AJK’s political status within Pakistan is complex and widely misunderstood, because its internal governance is marked by a long history of tension between the formal structural limits on Pakistan’s power and the informal influence and coercion wielded by Pakistani bureaucrats and military personnel. Study of AJK politics has been dominated by a kind of proxy government theory, which explains political developments in AJK by analyzing the interests and influence of Pakistan.56 This perspective keeps the focus firmly on the international politics of the Kashmir Dispute and denies the political agency of Kashmiri peoples in producing the conditions of their own political lives.

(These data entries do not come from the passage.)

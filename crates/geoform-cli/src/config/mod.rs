//! CLI configuration management.
//!
//! This module defines the complete CLI configuration hierarchy:
//!
//! ```text
//! Cli
//! ├── server: ServerConfig         # Host, port, shutdown
//! ├── middleware: MiddlewareConfig # OpenAPI paths, recovery/timeouts
//! └── service: ServiceConfig       # Data directory, auth secret
//! ```
//!
//! All configuration can be provided via CLI arguments or environment
//! variables. Use `--help` to see all available options.
//!
//! # Example
//!
//! ```bash
//! # Configure the data directory and server port
//! geoform-cli --data-dir /var/lib/geoform --port 8080
//!
//! # Or via environment variables
//! DATA_DIR=/var/lib/geoform PORT=8080 geoform-cli
//! ```

mod middleware;
mod server;
mod service;

use std::process;

use anyhow::Context;
use clap::Parser;
pub use middleware::MiddlewareConfig;
use serde::{Deserialize, Serialize};
pub use server::ServerConfig;
pub use service::ServiceConfig;
use tracing_subscriber::EnvFilter;
use tracing_subscriber::layer::SubscriberExt;
use tracing_subscriber::util::SubscriberInitExt;

use crate::{TRACING_TARGET_CONFIG, TRACING_TARGET_STARTUP};

/// Complete CLI configuration.
///
/// Combines all configuration groups for the geoform server:
/// - [`ServerConfig`]: Network binding and graceful shutdown
/// - [`MiddlewareConfig`]: HTTP middleware (OpenAPI, recovery)
/// - [`ServiceConfig`]: File storage and authentication
#[derive(Debug, Clone, Parser, Serialize, Deserialize)]
#[command(name = "geoform")]
#[command(about = "Geoform map submission server")]
#[command(version)]
pub struct Cli {
    /// Server network and lifecycle configuration.
    #[clap(flatten)]
    pub server: ServerConfig,

    /// HTTP middleware configuration (OpenAPI, timeouts).
    #[clap(flatten)]
    pub middleware: MiddlewareConfig,

    /// Service configuration (data directory, auth secret).
    #[clap(flatten)]
    pub service: ServiceConfig,
}

impl Cli {
    /// Loads environment variables from .env file (if enabled) and parses CLI arguments.
    ///
    /// This is the preferred way to initialize the CLI configuration as it
    /// ensures .env files are loaded before clap parses arguments, allowing
    /// environment variables from .env to be used as defaults.
    pub fn init() -> Self {
        Self::load_dotenv();
        Self::parse()
    }

    /// Loads environment variables from .env file if the dotenv feature is enabled.
    #[cfg(feature = "dotenv")]
    fn load_dotenv() {
        if let Err(err) = dotenvy::dotenv()
            && !err.not_found()
        {
            eprintln!("Warning: failed to load .env file: {err}");
        }
    }

    /// No-op when dotenv feature is disabled.
    #[cfg(not(feature = "dotenv"))]
    fn load_dotenv() {}

    /// Initializes tracing with environment-based filtering.
    pub fn init_tracing() {
        let filter = EnvFilter::try_from_default_env().unwrap_or_else(|_| EnvFilter::new("info"));

        tracing_subscriber::registry()
            .with(filter)
            .with(tracing_subscriber::fmt::layer())
            .init();
    }

    /// Logs build information at debug level.
    fn log_build_info() {
        tracing::debug!(
            target: TRACING_TARGET_STARTUP,
            version = env!("CARGO_PKG_VERSION"),
            pid = process::id(),
            arch = std::env::consts::ARCH,
            os = std::env::consts::OS,
            features = ?Self::enabled_features(),
            "build information"
        );
    }

    /// Validates all configuration values.
    pub fn validate(&self) -> anyhow::Result<()> {
        self.server
            .validate()
            .context("invalid server configuration")?;
        Ok(())
    }

    /// Logs configuration at startup (no sensitive information).
    pub fn log(&self) {
        Self::log_build_info();
        self.server.log();
        self.middleware.log();

        tracing::info!(
            target: TRACING_TARGET_CONFIG,
            data_dir = %self.service.data_dir.display(),
            reject_unknown_fields = self.service.reject_unknown_fields,
            "service configuration"
        );
    }

    /// Returns a list of enabled compile-time features.
    fn enabled_features() -> Vec<&'static str> {
        [cfg!(feature = "dotenv").then_some("dotenv")]
            .into_iter()
            .flatten()
            .collect()
    }
}
//! HTTP request extractors with improved error handling and validation.
//!
//! Custom Axum extractors used across the handlers. All of them reject
//! through the crate-wide [`Error`] type so failures serialize into the
//! same response bodies, and authentication state is cached per request.
//!
//! # Extractor Categories
//!
//! ## Authentication
//!
//! - [`AuthClaims`] - JWT claims carried by session tokens
//! - [`AuthState`] - Validated authentication state (header or cookie)
//!
//! ## Request Data Extraction
//!
//! - [`Json`] - JSON deserialization with better error messages
//! - [`ValidateJson`] - JSON extraction with automatic validation
//! - [`Multipart`] - Multipart form extraction for submissions
//! - [`Path`] - Path parameter extraction with detailed error context
//!
//! [`Error`]: crate::handler::Error

// Authentication
pub mod auth;

// Request Data Extraction
pub mod reject;

pub use crate::extract::auth::{AuthClaims, AuthState, SESSION_COOKIE};
pub use crate::extract::reject::{Json, Multipart, Path, ValidateJson};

It also overemphasizes formal institutional politics and underestimates the role that Kashmiri politicians, administrators, and political society played in shaping political practices and institutions as they developed in the postcolonial period. As a result, a consensus opinion in the scholarly literature is that the institutionalization of refugee representation in the AJK government was a deliberate strategy through which Pakistan guaranteed itself representation in AJK internal politics.57
MAP 2. The Azad State of Jammu and Kashmir (2001).
On the contrary, displaced Jammu and Kashmir hereditary state subjects (the “refugees” who are guaranteed representation) have a long history of actively demanding recognition from and a role in the AJK government. In fact, the “Kashmiri refugee” as a political identity emerged in part through efforts by AJK political elites to define an exclusive domain of state power. By restricting all forms of state patronage—including government employment, property ownership, and registration in government schools—to recognized Jammu and Kashmir state subjects (including refugees), they were able to limit Pakistan’s control over the administrative machinery of the AJK government. That government provides most of the public services available in AJK, and it employs only legally recognized Jammu and Kashmir state-subjects and bases civil service appointments on its own exam system.58 Since the 1980s, small industry and private businesses, like construction firms, hydroelectric development projects, and private English-medium schools59 have been a growing sector of the regional economy. Private employment opportunities also grew exponentially after the earthquake of 2005 with internationally funded rehabilitation and reconstruction. Historical restrictions on property ownership and employment created opportunities for AJK residents and documented state refugees to provide contract labor for international agencies and establish new local businesses, because Pakistani-owned firms did not have a foothold in the state. The political party or coalition in charge in the capital of Muzaffarabad supervises a vast structure of service provision, administration, and governance and therefore controls an important regional patronage system.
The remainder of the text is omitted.